Lines in the data below that contain the word "service" are to be copied.

Stored data:
▼

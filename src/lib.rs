//! A peer-to-peer, eventually consistent key-value store.
//!
//! Every node holds a replica of a namespace of tables. Writes are joined
//! into the replica as lattice values, persisted to a content addressed
//! store and announced on pubsub topics; nodes replicate by joining the
//! indices announced by the keys they trust.

pub mod api;
pub mod cache;
pub mod codec;
pub mod config;
pub mod crdt;
pub mod engine;
pub mod http;
pub mod keys;
pub mod memory_image;
pub mod metrics;
pub mod node;
pub mod peer;
pub mod query;
pub mod queue;
pub mod service;
mod util;

pub use self::{
    engine::{Engine, EngineOptions},
    node::Node,
    service::RequestService,
};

▲

→ Task response:
pub mod service;
    service::RequestService,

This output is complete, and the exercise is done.